Healthy Condiments to Use When Watching Your Cholesterol Levels

Although some condiments can add flavor to your dish, they can also add fat -- which can cause your cholesterol levels to increase. Inga Nielsen, istockphoto

Ketchup, mustard, mayonnaise - these and other tried-and-true condiments are what you usually turn to when you want to add flavor to whatever you are eating. However, when you’re watching your cholesterol and triglyceride levels, some of these ingredients can add extra calories to your diet. Although having high cholesterol doesn’t mean that you have to skip out on tasty dishes, it may mean modifying your intake on certain condiments and toppings you may have previously used in excess in your meals.

 

Condiments and Toppings: Best Bets

Some condiments and toppings are full of flavor - without being high in unhealthy ingredients. Although moderation is important with anything you wish to include in your cholesterol-lowering diet, you can be a little more generous with these ingredients due to the low level of saturated fat, sugar content, and calories they contribute to your meals:

  • Mustard - Most types of mustard, including the traditional yellow mustard and Dijon mustard, are low in fat. They can be used as a condiment or as an ingredient in certain pasta salads or vegetable medleys, if you want to add a little spice to your meal. Mustard is also low in calories, which makes it the perfect go-to condiment if you’re watching your weight. Honey mustard may be higher in sugar in comparison to other types of mustard-based condiments, so you should watch how much honey mustard you add to your foods.
  • Vinegar - Commonly used in cooking, vinegar is often added to salads and sandwiches for flavor. There are many varieties of vinegar available, including white wine, Balsalmic, and cider vinegar - all of which are low in calories and saturated fat.
  • Salsa - Fresh salsa is also a perfect add-on to many types of foods, including salads and sandwiches - or it can even be consumed alone. Not only does it contain many types of vegetables, it's also low in calories. Although you can also purchase salsa at your local grocery store, you should check the ingredients label on the packaging to make sure that it doesn’t have extra sugar or salt added to it.
  • Horseradish - Made from the root of the horseradish plant and vinegar, horseradish is commonly added to sandwiches and certain meats. This ingredient is typically low in fat and cholesterol, but you should always consult the food labels, because some versions of horseradish may contain mayonnaise or cream, which can add extra saturated fat to the condiment. Horseradish with these ingredients will usually state the word “creamy” on the label.
  • Worcestershire sauce – This tasty condiment is usually added to meats and sandwiches, as well as to soups, to lend a little flavor. Usually, this sauce is low in calories, sugar, and fat - making it the perfect addition if you’re looking to add a little more taste to your meal. However, some manufacturers may sneak extra sugar and salt into some of these sauces, so make sure that you check the food label before purchasing.

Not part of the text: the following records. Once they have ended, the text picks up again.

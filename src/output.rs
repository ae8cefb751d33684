//! Output formatting for human and JSON modes
//!
//! This module provides structured output that can be rendered either as
//! human-readable text or machine-parseable JSON.

use colored::Colorize;
use serde::Serialize;

use crate::core::models::Submission;

/// Output mode for the CLI
#[derive(Debug, Clone, Copy, PartialEq, Eq, Default)]
pub enum OutputMode {
    /// Human-readable output (default)
    #[default]
    Human,
    /// JSON output (machine-readable)
    Json,
}

/// Identifies a submission in reports
#[derive(Debug, Clone, PartialEq, Eq, Serialize)]
pub struct SubmissionInfo {
    /// Course id
    pub course_id: String,
    /// Qualified task name
    pub task: String,
    /// Student display name
    pub student: String,
    /// Student account
    pub account: String,
}

impl From<&Submission> for SubmissionInfo {
    fn from(submission: &Submission) -> Self {
        Self {
            course_id: submission.task.course_id.clone(),
            task: submission.task.name.to_string(),
            student: submission.student.name.clone(),
            account: submission.student.account.clone(),
        }
    }
}

impl std::fmt::Display for SubmissionInfo {
    fn fmt(&self, f: &mut std::fmt::Formatter<'_>) -> std::fmt::Result {
        write!(f, "#{}/{} by {}", self.course_id, self.task, self.student)
    }
}

/// What happened to one submission during a run
#[derive(Debug, Clone, PartialEq, Eq, Serialize)]
#[serde(rename_all = "snake_case", tag = "outcome", content = "reason")]
pub enum SyncOutcome {
    /// Checked out
    Fetched,
    /// Already at the expected revision
    UpToDate,
    /// Nothing was submitted
    NoSubmission,
    /// No path, no link, bulk fetching disabled
    Unresolved,
    /// Covered by an earlier bulk fetch of the same account
    AlreadyFetched,
    /// Directory creation or checkout failed
    Failed(String),
}

impl SyncOutcome {
    /// Short label for listings
    #[must_use]
    pub const fn label(&self) -> &'static str {
        match self {
            Self::Fetched => "fetched",
            Self::UpToDate => "up to date",
            Self::NoSubmission => "no submission",
            Self::Unresolved => "unresolved",
            Self::AlreadyFetched => "already fetched",
            Self::Failed(_) => "failed",
        }
    }
}

/// One line of a synchronization report
#[derive(Debug, Clone, Serialize)]
pub struct SyncEntry {
    /// The submission
    #[serde(flatten)]
    pub submission: SubmissionInfo,
    /// What happened
    #[serde(flatten)]
    pub outcome: SyncOutcome,
    /// Checkout directory, when one was used
    #[serde(skip_serializing_if = "Option::is_none")]
    pub destination: Option<String>,
}

/// Result of a synchronization run
#[derive(Debug, Clone, Default, Serialize)]
pub struct SyncReport {
    /// Per-submission outcomes, in processing order
    pub entries: Vec<SyncEntry>,
}

impl SyncReport {
    /// Number of entries with the given outcome label
    #[must_use]
    pub fn count(&self, label: &str) -> usize {
        self.entries.iter().filter(|e| e.outcome.label() == label).count()
    }

    /// Number of failed submissions
    #[must_use]
    pub fn failures(&self) -> usize {
        self.entries
            .iter()
            .filter(|e| matches!(e.outcome, SyncOutcome::Failed(_)))
            .count()
    }

    /// Render the result based on output mode
    pub fn render(&self, mode: OutputMode) {
        match mode {
            OutputMode::Human => self.render_human(),
            OutputMode::Json => self.render_json(),
        }
    }

    fn render_human(&self) {
        if self.entries.is_empty() {
            println!("No submissions selected.");
            return;
        }

        for entry in &self.entries {
            let label = entry.outcome.label();
            let label = match &entry.outcome {
                SyncOutcome::Fetched => label.green(),
                SyncOutcome::Failed(_) => label.red(),
                SyncOutcome::Unresolved => label.yellow(),
                _ => label.dimmed(),
            };
            match &entry.outcome {
                SyncOutcome::Failed(reason) => println!("  [{label}] {} ({reason})", entry.submission),
                _ => println!("  [{label}] {}", entry.submission),
            }
        }

        println!(
            "\n{} fetched, {} up to date, {} failed",
            self.count("fetched"),
            self.count("up to date"),
            self.failures()
        );
    }

    fn render_json(&self) {
        println!("{}", serde_json::to_string_pretty(self).unwrap_or_default());
    }
}

/// One line of a dry-run report
#[derive(Debug, Clone, Serialize)]
pub struct StatusEntry {
    /// The submission
    #[serde(flatten)]
    pub submission: SubmissionInfo,
    /// `needs update`, `up to date`, `unknown`, ...
    pub status: String,
    /// Why the status could not be determined
    #[serde(skip_serializing_if = "Option::is_none")]
    pub reason: Option<String>,
    /// Checkout directory that would be used
    #[serde(skip_serializing_if = "Option::is_none")]
    pub destination: Option<String>,
}

/// Result of a dry run: what a synchronization would change
#[derive(Debug, Clone, Default, Serialize)]
pub struct StatusReport {
    /// Submissions that would be fetched, or whose state is unknown
    pub entries: Vec<StatusEntry>,
}

impl StatusReport {
    /// Render the result based on output mode
    pub fn render(&self, mode: OutputMode) {
        match mode {
            OutputMode::Human => self.render_human(),
            OutputMode::Json => self.render_json(),
        }
    }

    fn render_human(&self) {
        if self.entries.is_empty() {
            println!("Everything is up to date.");
            return;
        }

        for entry in &self.entries {
            match &entry.reason {
                Some(reason) => {
                    println!("  [{}] {} ({reason})", entry.status.red(), entry.submission);
                },
                None => println!("  [{}] {}", entry.status.yellow(), entry.submission),
            }
        }
    }

    fn render_json(&self) {
        println!("{}", serde_json::to_string_pretty(self).unwrap_or_default());
    }
}

/// Information about a student
#[derive(Debug, Clone, Serialize)]
pub struct StudentInfo {
    /// Display name
    pub name: String,
    /// Account
    pub account: String,
}

/// Result of a student list operation
#[derive(Debug, Clone, Serialize)]
pub struct StudentListResult {
    /// Students, ordered by name
    pub students: Vec<StudentInfo>,
}

impl StudentListResult {
    /// Render the result based on output mode
    pub fn render(&self, mode: OutputMode) {
        match mode {
            OutputMode::Human => {
                for s in &self.students {
                    println!("{} ({})", s.name, s.account);
                }
            },
            OutputMode::Json => {
                println!("{}", serde_json::to_string_pretty(self).unwrap_or_default());
            },
        }
    }
}

/// Result of a task list operation
#[derive(Debug, Clone, Serialize)]
pub struct TaskListResult {
    /// Qualified task names, ordered by task id
    pub tasks: Vec<String>,
}

impl TaskListResult {
    /// Render the result based on output mode
    pub fn render(&self, mode: OutputMode) {
        match mode {
            OutputMode::Human => {
                for t in &self.tasks {
                    println!("{t}");
                }
            },
            OutputMode::Json => {
                println!("{}", serde_json::to_string_pretty(self).unwrap_or_default());
            },
        }
    }
}

/// A key → value association (link or relocation)
#[derive(Debug, Clone, Serialize)]
pub struct MappingInfo {
    /// Review id or reported account
    pub from: String,
    /// Path or effective account
    pub to: String,
}

/// Result of a link or relocation list operation
#[derive(Debug, Clone, Serialize)]
pub struct MappingListResult {
    /// What is listed: `links` or `relocations`
    pub kind: String,
    /// Entries, ordered by key
    pub entries: Vec<MappingInfo>,
}

impl MappingListResult {
    /// Build from `(key, value)` pairs
    #[must_use]
    pub fn new(kind: &str, pairs: Vec<(String, String)>) -> Self {
        Self {
            kind: kind.to_string(),
            entries: pairs.into_iter().map(|(from, to)| MappingInfo { from, to }).collect(),
        }
    }

    /// Render the result based on output mode
    pub fn render(&self, mode: OutputMode) {
        match mode {
            OutputMode::Human => {
                if self.entries.is_empty() {
                    println!("No {} defined.", self.kind);
                    return;
                }
                for e in &self.entries {
                    println!("{} -> {}", e.from, e.to);
                }
            },
            OutputMode::Json => {
                println!("{}", serde_json::to_string_pretty(self).unwrap_or_default());
            },
        }
    }
}

/// Generic operation result for simple commands
#[derive(Debug, Serialize)]
pub struct OperationResult {
    /// Whether the operation succeeded
    pub success: bool,
    /// Human-readable message
    pub message: String,
}

impl OperationResult {
    /// Render the result based on output mode
    pub fn render(&self, mode: OutputMode) {
        match mode {
            OutputMode::Human => println!("{}", self.message),
            OutputMode::Json => {
                println!("{}", serde_json::to_string_pretty(self).unwrap_or_default());
            },
        }
    }
}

Condiments and Toppings You Should Limit

Although some condiments are low in fat, others may contain higher amounts of saturated fat and sugar, all of which can heap on extra calories to your diet - especially if you’re accustomed to adding large amounts of these condiments to your meals.

The following condiments should be limited in your heart-healthy diet. 

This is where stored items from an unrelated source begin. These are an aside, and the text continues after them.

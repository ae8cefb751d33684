//! Task model
//!
//! Tasks form a hierarchy on the course service (homework → problem).
//! Locally a task is identified by its [`QualifiedName`]: the trimmed
//! titles on the path from the hierarchy root down to the task.

use std::path::{MAIN_SEPARATOR, PathBuf};

use serde::{Serialize, Serializer};

/// Ordered sequence of trimmed titles from root to leaf
#[derive(Debug, Clone, Default, PartialEq, Eq, Hash, PartialOrd, Ord)]
pub struct QualifiedName {
    segments: Vec<String>,
}

impl QualifiedName {
    /// Name of a root task
    #[must_use]
    pub fn root(title: &str) -> Self {
        Self {
            segments: vec![title.trim().to_string()],
        }
    }

    /// Name of a child task under `self`
    #[must_use]
    pub fn child(&self, title: &str) -> Self {
        let mut segments = self.segments.clone();
        segments.push(title.trim().to_string());
        Self { segments }
    }

    /// Title segments, root first
    #[must_use]
    pub fn segments(&self) -> &[String] {
        &self.segments
    }

    /// Relative filesystem path built from the segments
    #[must_use]
    pub fn to_path(&self) -> PathBuf {
        self.segments.iter().collect()
    }
}

impl std::fmt::Display for QualifiedName {
    fn fmt(&self, f: &mut std::fmt::Formatter<'_>) -> std::fmt::Result {
        let mut separator = String::new();
        separator.push(MAIN_SEPARATOR);
        f.write_str(&self.segments.join(&separator))
    }
}

impl Serialize for QualifiedName {
    fn serialize<S: Serializer>(&self, serializer: S) -> Result<S::Ok, S::Error> {
        serializer.collect_str(self)
    }
}

/// A task of a course
#[derive(Debug, Clone, PartialEq, Eq, Hash, Serialize)]
pub struct Task {
    /// Course the task belongs to
    pub course_id: String,

    /// Task title, trimmed
    pub title: String,

    /// Full hierarchical name, unique within the course
    pub name: QualifiedName,
}

impl Task {
    /// Create a new task
    #[must_use]
    pub fn new(course_id: impl Into<String>, title: &str, name: QualifiedName) -> Self {
        Self {
            course_id: course_id.into(),
            title: title.trim().to_string(),
            name,
        }
    }
}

  • Mayonnaise – Mayonnaise is one of the more commonly used spreads on sandwiches. It contains oil, which can add fat and calories to your meal. Mayonnaise also serves as a base for cream-based condiments, such as tartar sauce and creamy dressings, such as Ranch or Thousand Island. There are low-fat varieties of mayonnaise available, but these could also contain more sugar than their high-fat counterparts.
  • Ketchup – This condiment has a lot of potential, but can introduce additional sugar to your diet, depending upon which brand you use. When selecting a ketchup product, make sure that you read the package labeling. Although ketchup usually does not contain fat, it can contain high amounts of salt and sugar or corn syrup, which could affect your lipids. When in doubt, you could also make your own ketchup sauce from scratch, a healthier alternative that is equally delicious.
  • Gravy – Gravies can be prepared from the juices of the meat you are cooking at home, or they can be bought at your grocery store. In any case, gravy should not be consumed in large amounts due to their saturated fat content. There are low-fat variations of gravy available if you're looking for a gravy that is lower in fat and calories. Additionally, mushroom gravy is lower in calories and saturated fat in comparison to chicken and beef varieties.

     

This isn’t an all-inclusive list, so if your favorite condiment or topping is not included, always make sure to consult the food label on the back of the package to check fat, carbohydrate, and caloric content.

Sources:

Whitney EN and Rolfes SR. Understanding Nutrition. 13th edition, 2012.